**EXERCISE INPUT**

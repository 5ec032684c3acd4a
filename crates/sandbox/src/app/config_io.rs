use std::fs;
use std::io;
use std::path::{Path, PathBuf};

use targeting::TargetingConfig;
use tracing::info;

use super::SandboxError;

pub(crate) fn load_config(path: &Path) -> Result<TargetingConfig, SandboxError> {
    let raw = fs::read_to_string(path).map_err(|source| SandboxError::Read {
        path: path.to_path_buf(),
        source,
    })?;
    let config = TargetingConfig::from_json_str(&raw).map_err(|source| SandboxError::Config {
        path: path.to_path_buf(),
        source,
    })?;
    info!(path = %path.display(), "config_loaded");
    Ok(config)
}

pub(crate) fn save_config(path: &Path, config: &TargetingConfig) -> Result<(), SandboxError> {
    let text = config
        .to_json_pretty()
        .map_err(|source| SandboxError::Config {
            path: path.to_path_buf(),
            source,
        })?;
    write_text_atomic(path, &format!("{text}\n")).map_err(|source| SandboxError::Write {
        path: path.to_path_buf(),
        source,
    })
}

pub(crate) fn write_default_config(path: &Path) -> Result<(), SandboxError> {
    save_config(path, &TargetingConfig::default())?;
    info!(path = %path.display(), "default_config_written");
    Ok(())
}

fn write_text_atomic(path: &Path, text: &str) -> io::Result<()> {
    if let Some(parent) = path.parent().filter(|parent| !parent.as_os_str().is_empty()) {
        fs::create_dir_all(parent)?;
    }

    let tmp_path = temp_path_for(path);
    fs::write(&tmp_path, text)?;
    if let Err(error) = fs::rename(&tmp_path, path) {
        let _ = fs::remove_file(&tmp_path);
        return Err(error);
    }
    Ok(())
}

fn temp_path_for(path: &Path) -> PathBuf {
    let file_name = path
        .file_name()
        .and_then(|name| name.to_str())
        .unwrap_or("targeting.json");
    let tmp_name = format!("{file_name}.tmp");
    match path.parent() {
        Some(parent) => parent.join(tmp_name),
        None => PathBuf::from(tmp_name),
    }
}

**WHAT YOU NEED TO DO**
Type out the entries exactly as they appear above.

**THE ANSWER**
repository 5ec032684c3acd4a
filename crates/sandbox/src/app/config_io.rs
use std::fs;
use std::io;
use std::path::{Path, PathBuf};

use targeting::TargetingConfig;
use tracing::info;

use super::SandboxError;

pub(crate) fn load_config(path: &Path) -> Result<TargetingConfig, SandboxError> {
    let raw = fs::read_to_string(path).map_err(|source| SandboxError::Read {
        path: path.to_path_buf(),
        source,
    })?;
    let config = TargetingConfig::from_json_str(&raw).map_err(|source| SandboxError::Config {
        path: path.to_path_buf(),
        source,
    })?;
    info!(path = %path.display(), "config_loaded");
    Ok(config)
}

pub(crate) fn save_config(path: &Path, config: &TargetingConfig) -> Result<(), SandboxError> {
    let text = config
        .to_json_pretty()
        .map_err(|source| SandboxError::Config {
            path: path.to_path_buf(),
            source,
        })?;
    write_text_atomic(path, &format!("{text}\n")).map_err(|source| SandboxError::Write {
        path: path.to_path_buf(),
        source,
    })
}

pub(crate) fn write_default_config(path: &Path) -> Result<(), SandboxError> {
    save_config(path, &TargetingConfig::default())?;
    info!(path = %path.display(), "default_config_written");
    Ok(())
}

fn write_text_atomic(path: &Path, text: &str) -> io::Result<()> {
    if let Some(parent) = path.parent().filter(|parent| !parent.as_os_str().is_empty()) {
        fs::create_dir_all(parent)?;
    }

    let tmp_path = temp_path_for(path);
    fs::write(&tmp_path, text)?;
    if let Err(error) = fs::rename(&tmp_path, path) {
        let _ = fs::remove_file(&tmp_path);
        return Err(error);
    }
    Ok(())
}

fn temp_path_for(path: &Path) -> PathBuf {
    let file_name = path
        .file_name()
        .and_then(|name| name.to_str())
        .unwrap_or("targeting.json");
    let tmp_name = format!("{file_name}.tmp");
    match path.parent() {
        Some(parent) => parent.join(tmp_name),
        None => PathBuf::from(tmp_name),
    }
}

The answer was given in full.